Went to HiroNori Craft Ramen in Santa Clara. It had 4.5 stars on Yelp so I was obligated to go.

Yelp reservation only. Worked out pretty well, and it was a better experience than waiting in line for 2 hours at Ramen Nagi. Although I do like waiting in lines…

The menu.

Tonkotsu ramen. It was pretty good! Would recommend. For first timers they give you the “garlic black oil” (you can see it in the picture below), a $1 value, for free. The garlic oil was quite good and I’ll probably order it next time, so I guess their advertising scheme worked.

Chicken karaage. Also quite good! It came with some sauce that was also very good. The aforementioned black garlic oil is in the upper left.

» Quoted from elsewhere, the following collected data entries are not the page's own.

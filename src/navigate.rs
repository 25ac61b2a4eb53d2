//! Moving the viewport around: the command table the interactive
//! front end drives, and the pan and zoom transforms behind it.

use crate::planes::Viewport;

/// Everything a single key press can ask for.
#[derive(Copy, Clone, Debug, PartialEq, Eq)]
pub enum Command {
    /// Move the view one sample towards positive imaginary.
    PanUp,
    /// Move the view one sample towards negative imaginary.
    PanDown,
    /// Move the view one sample towards negative real.
    PanLeft,
    /// Move the view one sample towards positive real.
    PanRight,
    /// Halve the scale about the center.
    ZoomIn,
    /// Double the scale about the center.
    ZoomOut,
    /// Write the current view to an image file.
    Export,
    /// Leave.
    Quit,
}

impl Command {
    /// The key table: `w`/`a`/`s`/`d` pan, `e` and `q` zoom in and out,
    /// a backtick or tilde exports.  Any other key quits.
    pub fn from_key(key: char) -> Command {
        match key {
            'w' => Command::PanUp,
            's' => Command::PanDown,
            'a' => Command::PanLeft,
            'd' => Command::PanRight,
            'e' => Command::ZoomIn,
            'q' => Command::ZoomOut,
            '`' | '~' => Command::Export,
            _ => Command::Quit,
        }
    }

    /// The command that undoes this one, for the transforms that have
    /// one.
    pub fn inverse(self) -> Option<Command> {
        match self {
            Command::PanUp => Some(Command::PanDown),
            Command::PanDown => Some(Command::PanUp),
            Command::PanLeft => Some(Command::PanRight),
            Command::PanRight => Some(Command::PanLeft),
            Command::ZoomIn => Some(Command::ZoomOut),
            Command::ZoomOut => Some(Command::ZoomIn),
            Command::Export | Command::Quit => None,
        }
    }
}

impl Viewport {
    /// Shift the box by whole samples along both axes.  Positive
    /// `columns` moves right, positive `rows` moves up.
    pub fn pan(&self, columns: i32, rows: i32) -> Viewport {
        let dre = f64::from(columns) * self.scale;
        let dim = f64::from(rows) * self.scale;
        Viewport {
            min_re: self.min_re + dre,
            max_re: self.max_re + dre,
            min_im: self.min_im + dim,
            max_im: self.max_im + dim,
            scale: self.scale,
        }
    }

    /// Multiply the scale and both extents by `factor`, keeping the
    /// center of the box where it is.  The pixel-space width and
    /// height are unchanged.
    pub fn zoom(&self, factor: f64) -> Viewport {
        let half_re = (self.max_re - self.min_re) * factor / 2.0;
        let half_im = (self.max_im - self.min_im) * factor / 2.0;
        let center = self.center();
        Viewport {
            min_re: center.re - half_re,
            max_re: center.re + half_re,
            min_im: center.im - half_im,
            max_im: center.im + half_im,
            scale: self.scale * factor,
        }
    }

    /// Apply one navigation command.  `Export` and `Quit` leave the
    /// viewport as it is.
    pub fn apply(&self, command: Command) -> Viewport {
        match command {
            Command::PanUp => self.pan(0, 1),
            Command::PanDown => self.pan(0, -1),
            Command::PanLeft => self.pan(-1, 0),
            Command::PanRight => self.pan(1, 0),
            Command::ZoomIn => self.zoom(0.5),
            Command::ZoomOut => self.zoom(2.0),
            Command::Export | Command::Quit => *self,
        }
    }
}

Overall I’d say it was solidly solid. I think I like the ramen and the customization options at Ramen Nagi a bit better, but HiroNori compares quite favorably (with no waiting in line). And the chicken karaage was really good, which Ramen Nagi doesn’t offer. I’ll be back.

Electric Scooters in SF

We came across these electric scooter things all around San Francisco.

I tried renting the scooter, but it didn’t work 🙁

They sure put a lot of these things around. Even though the scooter I found didn’t work, I’m sure there’s a working one somewhere out there.

SF Laundromat: Laundré

An upscale laundromat in the heart of the Mission district.

Wow so fancy.

Millennials can enjoy their avocado toast while they wait for their laundry to finish.

For only $10 a load, you too can enjoy an exquisite laundry experience.